● **Problem requirements**
Gather all lines from the material that contain the word "Result".

● **Records to process**
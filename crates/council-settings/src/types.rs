//! Settings type definitions.
//!
//! All types use camelCase JSON and `#[serde(default)]`, so a settings file
//! only needs the fields it changes.

use std::time::Duration;

use council_core::{AdvisorId, FailurePolicy, FrameFormat};
use serde::{Deserialize, Serialize};

use crate::errors::{Result, SettingsError};

#[derive(Clone, Debug, Default, PartialEq, Serialize, Deserialize)]
#[serde(rename_all = "camelCase", default)]
pub struct CouncilSettings {
    pub advisors: AdvisorsSettings,
    pub stream: StreamSettings,
    pub turn: TurnSettings,
    pub server: ServerSettings,
    pub logging: LoggingSettings,
}

impl CouncilSettings {
    /// Reject values that would make the council unusable.
    pub fn validate(&self) -> Result<()> {
        for advisor in AdvisorId::ALL {
            let endpoint = &self.advisors.get(advisor).endpoint;
            if !(endpoint.starts_with("http://") || endpoint.starts_with("https://")) {
                return Err(SettingsError::InvalidValue(format!(
                    "{advisor} endpoint must be an http(s) URL, got {endpoint:?}"
                )));
            }
        }
        if self.stream.idle_timeout_ms == 0 {
            return Err(SettingsError::InvalidValue(
                "stream.idleTimeoutMs must be positive".into(),
            ));
        }
        if self.server.port == 0 {
            return Err(SettingsError::InvalidValue("server.port must be positive".into()));
        }
        Ok(())
    }
}

#[derive(Clone, Debug, PartialEq, Serialize, Deserialize)]
#[serde(rename_all = "camelCase", default)]
pub struct AdvisorsSettings {
    pub a: AdvisorSettings,
    pub b: AdvisorSettings,
}

impl AdvisorsSettings {
    pub fn get(&self, advisor: AdvisorId) -> &AdvisorSettings {
        match advisor {
            AdvisorId::A => &self.a,
            AdvisorId::B => &self.b,
        }
    }

    pub fn get_mut(&mut self, advisor: AdvisorId) -> &mut AdvisorSettings {
        match advisor {
            AdvisorId::A => &mut self.a,
            AdvisorId::B => &mut self.b,
        }
    }
}

impl Default for AdvisorsSettings {
    fn default() -> Self {
        Self {
            a: AdvisorSettings {
                label: "Conservative".into(),
                endpoint: "http://localhost:5000/conservative".into(),
                format: FrameFormat::EventStream,
            },
            b: AdvisorSettings {
                label: "Unhinged".into(),
                endpoint: "http://localhost:5000/unhinged".into(),
                format: FrameFormat::EventStream,
            },
        }
    }
}

#[derive(Clone, Debug, Default, PartialEq, Serialize, Deserialize)]
#[serde(rename_all = "camelCase", default)]
pub struct AdvisorSettings {
    /// Display name used by the CLI.
    pub label: String,
    pub endpoint: String,
    pub format: FrameFormat,
}

#[derive(Clone, Debug, PartialEq, Serialize, Deserialize)]
#[serde(rename_all = "camelCase", default)]
pub struct StreamSettings {
    pub connect_timeout_ms: u64,
    /// Longest silence tolerated between two body reads.
    pub idle_timeout_ms: u64,
}

impl StreamSettings {
    pub fn connect_timeout(&self) -> Duration {
        Duration::from_millis(self.connect_timeout_ms)
    }

    pub fn idle_timeout(&self) -> Duration {
        Duration::from_millis(self.idle_timeout_ms)
    }
}

impl Default for StreamSettings {
    fn default() -> Self {
        Self {
            connect_timeout_ms: 30_000,
            idle_timeout_ms: 90_000,
        }
    }
}

#[derive(Clone, Debug, PartialEq, Serialize, Deserialize)]
#[serde(rename_all = "camelCase", default)]
pub struct TurnSettings {
    /// Per-turn deadline. `None` or `0` waits for both advisors indefinitely.
    #[serde(skip_serializing_if = "Option::is_none")]
    pub timeout_ms: Option<u64>,
    pub failure_policy: FailurePolicy,
    /// Shown in place of (or next to) a failed advisor's content.
    pub failure_placeholder: String,
    /// Append a system message after a turn in which any advisor failed.
    pub announce_failures: bool,
    pub failure_announcement: String,
    pub allow_concurrent_turns: bool,
    /// System message appended when the conversation starts.
    #[serde(skip_serializing_if = "Option::is_none")]
    pub welcome_message: Option<String>,
}

impl TurnSettings {
    pub fn timeout(&self) -> Option<Duration> {
        self.timeout_ms.filter(|ms| *ms > 0).map(Duration::from_millis)
    }
}

impl Default for TurnSettings {
    fn default() -> Self {
        Self {
            timeout_ms: None,
            failure_policy: FailurePolicy::Discard,
            failure_placeholder: "This advisor could not answer.".into(),
            announce_failures: true,
            failure_announcement: "Sorry, an error occurred while processing responses.".into(),
            allow_concurrent_turns: false,
            welcome_message: Some(
                "Welcome to the AI Council! You have two advisors ready to help. Ask away!".into(),
            ),
        }
    }
}

#[derive(Clone, Debug, PartialEq, Serialize, Deserialize)]
#[serde(rename_all = "camelCase", default)]
pub struct ServerSettings {
    pub host: String,
    pub port: u16,
}

impl Default for ServerSettings {
    fn default() -> Self {
        Self {
            host: "127.0.0.1".into(),
            port: 9091,
        }
    }
}

#[derive(Clone, Debug, PartialEq, Serialize, Deserialize)]
#[serde(rename_all = "camelCase", default)]
pub struct LoggingSettings {
    /// Default level; `RUST_LOG` takes precedence.
    pub level: String,
    pub json: bool,
}

impl Default for LoggingSettings {
    fn default() -> Self {
        Self {
            level: "info".into(),
            json: false,
        }
    }
}
use std::time::Duration;

use async_trait::async_trait;
use futures::StreamExt;
use reqwest::header::ACCEPT;
use tracing::{debug, instrument};

use council_core::{AdvisorBackend, AdvisorId, AdvisorRequest, ByteStream, FrameFormat, StreamError};
use council_settings::{AdvisorSettings, StreamSettings};

use crate::decoded::DEFAULT_IDLE_TIMEOUT;

/// Bytes of a non-success body kept for the failure message.
const MAX_ERROR_BODY_BYTES: usize = 2048;

/// Advisor backend reached over HTTP: `POST <endpoint>` with `{"message": ..}`.
pub struct HttpBackend {
    client: reqwest::Client,
    advisor: AdvisorId,
    name: String,
    endpoint: String,
    format: FrameFormat,
    error_body_timeout: Duration,
}

impl HttpBackend {
    pub fn new(
        advisor: AdvisorId,
        name: impl Into<String>,
        endpoint: impl Into<String>,
        format: FrameFormat,
        connect_timeout: Duration,
    ) -> Result<Self, StreamError> {
        let client = reqwest::Client::builder()
            .connect_timeout(connect_timeout)
            .build()
            .map_err(|e| StreamError::Transport(e.to_string()))?;
        Ok(Self {
            client,
            advisor,
            name: name.into(),
            endpoint: endpoint.into(),
            format,
            error_body_timeout: DEFAULT_IDLE_TIMEOUT,
        })
    }

    pub fn from_settings(
        advisor: AdvisorId,
        settings: &AdvisorSettings,
        stream: &StreamSettings,
    ) -> Result<Self, StreamError> {
        Self::new(
            advisor,
            settings.label.clone(),
            settings.endpoint.clone(),
            settings.format,
            stream.connect_timeout(),
        )
        .map(|backend| backend.with_error_body_timeout(stream.idle_timeout()))
    }

    /// Bound on reading the body of a non-success response.
    pub fn with_error_body_timeout(mut self, timeout: Duration) -> Self {
        self.error_body_timeout = timeout;
        self
    }

    pub fn endpoint(&self) -> &str {
        &self.endpoint
    }
}

#[async_trait]
impl AdvisorBackend for HttpBackend {
    fn advisor(&self) -> AdvisorId {
        self.advisor
    }

    fn name(&self) -> &str {
        &self.name
    }

    fn frame_format(&self) -> FrameFormat {
        self.format
    }

    #[instrument(skip(self, request), fields(advisor = %self.advisor, endpoint = %self.endpoint))]
    async fn open(&self, request: &AdvisorRequest) -> Result<ByteStream, StreamError> {
        let accept = match self.format {
            FrameFormat::EventStream => "text/event-stream",
            FrameFormat::PlainText => "text/plain",
        };

        let resp = self
            .client
            .post(&self.endpoint)
            .header(ACCEPT, accept)
            .json(request)
            .send()
            .await
            .map_err(|e| StreamError::Transport(e.to_string()))?;

        if !resp.status().is_success() {
            let status = resp.status().as_u16();
            let body = read_error_body(resp, self.error_body_timeout).await;
            return Err(StreamError::from_status(status, &body));
        }
        debug!(status = resp.status().as_u16(), "advisor stream opened");

        let body = resp
            .bytes_stream()
            .map(|chunk| chunk.map_err(|e| StreamError::TerminatedEarly(e.to_string())));
        Ok(Box::pin(body))
    }
}

/// Read at most `MAX_ERROR_BODY_BYTES` of an error body. A body that stalls
/// yields whatever arrived before `timeout`.
async fn read_error_body(resp: reqwest::Response, timeout: Duration) -> String {
    let mut body = Vec::new();
    let mut chunks = resp.bytes_stream();
    let read = async {
        while let Some(Ok(chunk)) = chunks.next().await {
            body.extend_from_slice(&chunk);
            if body.len() >= MAX_ERROR_BODY_BYTES {
                break;
            }
        }
    };
    if tokio::time::timeout(timeout, read).await.is_err() {
        debug!(read = body.len(), "error body stalled, giving up");
    }
    body.truncate(MAX_ERROR_BODY_BYTES);
    String::from_utf8_lossy(&body).into_owned()
}
use serde::{Deserialize, Serialize};

use crate::errors::FailureInfo;
use crate::ids::{MessageId, TurnId};
use crate::messages::{AdvisorId, Message, MessageStatus};

/// State of one advisor message at a point in time, as pushed to subscribers.
#[derive(Clone, Debug, PartialEq, Serialize, Deserialize)]
#[serde(rename_all = "camelCase")]
pub struct AdvisorUpdate {
    pub turn_id: TurnId,
    pub advisor: AdvisorId,
    pub message_id: MessageId,
    pub text: String,
    pub status: MessageStatus,
    #[serde(skip_serializing_if = "Option::is_none")]
    pub failure: Option<FailureInfo>,
}

impl AdvisorUpdate {
    /// Project an advisor message. Returns `None` for non-advisor messages or
    /// messages outside a turn.
    pub fn from_message(message: &Message) -> Option<Self> {
        Some(Self {
            turn_id: message.turn_id.clone()?,
            advisor: message.advisor()?,
            message_id: message.id.clone(),
            text: message.content.clone(),
            status: message.status,
            failure: message.failure.clone(),
        })
    }

    pub fn is_terminal(&self) -> bool {
        self.status.is_terminal()
    }
}

#[derive(Clone, Debug, PartialEq, Serialize, Deserialize)]
#[serde(rename_all = "camelCase")]
pub struct AdvisorOutcome {
    pub advisor: AdvisorId,
    pub message_id: MessageId,
    pub status: MessageStatus,
    pub content: String,
    #[serde(skip_serializing_if = "Option::is_none")]
    pub failure: Option<FailureInfo>,
}

/// Combined completion signal for a turn: both advisors are terminal.
#[derive(Clone, Debug, PartialEq, Serialize, Deserialize)]
#[serde(rename_all = "camelCase")]
pub struct TurnOutcome {
    pub turn_id: TurnId,
    pub advisors: Vec<AdvisorOutcome>,
}

impl TurnOutcome {
    pub fn advisor(&self, advisor: AdvisorId) -> Option<&AdvisorOutcome> {
        self.advisors.iter().find(|o| o.advisor == advisor)
    }

    pub fn all_complete(&self) -> bool {
        self.advisors.iter().all(|o| o.status == MessageStatus::Complete)
    }

    pub fn any_failed(&self) -> bool {
        self.advisors.iter().any(|o| o.status == MessageStatus::Failed)
    }
}

/// Process-wide event feed.
#[derive(Clone, Debug, Serialize, Deserialize)]
#[serde(tag = "type", rename_all_fields = "camelCase")]
pub enum CouncilEvent {
    #[serde(rename = "turn_started")]
    TurnStarted {
        turn_id: TurnId,
        user_message_id: MessageId,
    },

    #[serde(rename = "advisor_update")]
    AdvisorUpdate(AdvisorUpdate),

    #[serde(rename = "turn_finished")]
    TurnFinished(TurnOutcome),

    #[serde(rename = "playback_started")]
    PlaybackStarted { turn_id: TurnId, advisor: AdvisorId },

    #[serde(rename = "playback_finished")]
    PlaybackFinished { turn_id: TurnId, advisor: AdvisorId },

    #[serde(rename = "playback_failed")]
    PlaybackFailed {
        turn_id: TurnId,
        advisor: AdvisorId,
        reason: String,
    },
}

impl CouncilEvent {
    pub fn turn_id(&self) -> &TurnId {
        match self {
            Self::TurnStarted { turn_id, .. }
            | Self::PlaybackStarted { turn_id, .. }
            | Self::PlaybackFinished { turn_id, .. }
            | Self::PlaybackFailed { turn_id, .. } => turn_id,
            Self::AdvisorUpdate(update) => &update.turn_id,
            Self::TurnFinished(outcome) => &outcome.turn_id,
        }
    }

    pub fn event_name(&self) -> &'static str {
        match self {
            Self::TurnStarted { .. } => "turn_started",
            Self::AdvisorUpdate(_) => "advisor_update",
            Self::TurnFinished(_) => "turn_finished",
            Self::PlaybackStarted { .. } => "playback_started",
            Self::PlaybackFinished { .. } => "playback_finished",
            Self::PlaybackFailed { .. } => "playback_failed",
        }
    }
}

● **Solved exercise**
use crate::errors::{Result, SettingsError};
    pub fn validate(&self) -> Result<()> {
    ) -> Result<Self, StreamError> {
    ) -> Result<Self, StreamError> {
    async fn open(&self, request: &AdvisorRequest) -> Result<ByteStream, StreamError> {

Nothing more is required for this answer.